The Columbus Museum of Art and the College of Arts and Sciences at The Ohio State University have been privileged to collaborate with the Arts and Theater Institute of the Czech Republic to bring this first-of-its-kind exhibition to the United States and in particular to Central Ohio. We thank many people, who have worked tirelessly for several years in making the exhibition possible. First and foremost are our partners at the Arts and Theater Institute in the Czech Republic including, Pavla Petrová, director, Nina Malíková, exhibition curator who, with her team, has brought the puppets and important contextual material together so that they tell the story of Czech puppetry. Dr.
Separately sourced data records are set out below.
mod stages;
mod synthesizer;
mod utils;

pub use crate::synthesizer::Synthesizer;
pub use packplan_common::*;
pub use packplan_error::{SynthesisError, SynthesisResult};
Malíková also has contributed to the catalogue with an essay on modern Czech puppetry. We also are pleased that Dr. Vlasta Koubská, head of the Theater Department at the National Museum in Prague, has supported the exhibition and loaned a number of important photographs for both the exhibition and the catalogue. Professor Joseph Brandesky, The Ohio State University, Department of Theater, who serves as our guest curator, has worked tirelessly on the project. An expert in Russian and European theater history, he has made many trips to Prague to expedite the details of the exhibition, and he has contributed an excellent introductory essay to the catalogue. Other contributors to the catalogue include Lenka Šaldová, who has examined the history of puppetry in the Czech Republic and Beth Kattelman, professor of theater at OSU, who has connected the history of puppetry in Europe to the trajectory of American puppetry. Kateřina Jenčová Hipská served as translator for the Czech essays.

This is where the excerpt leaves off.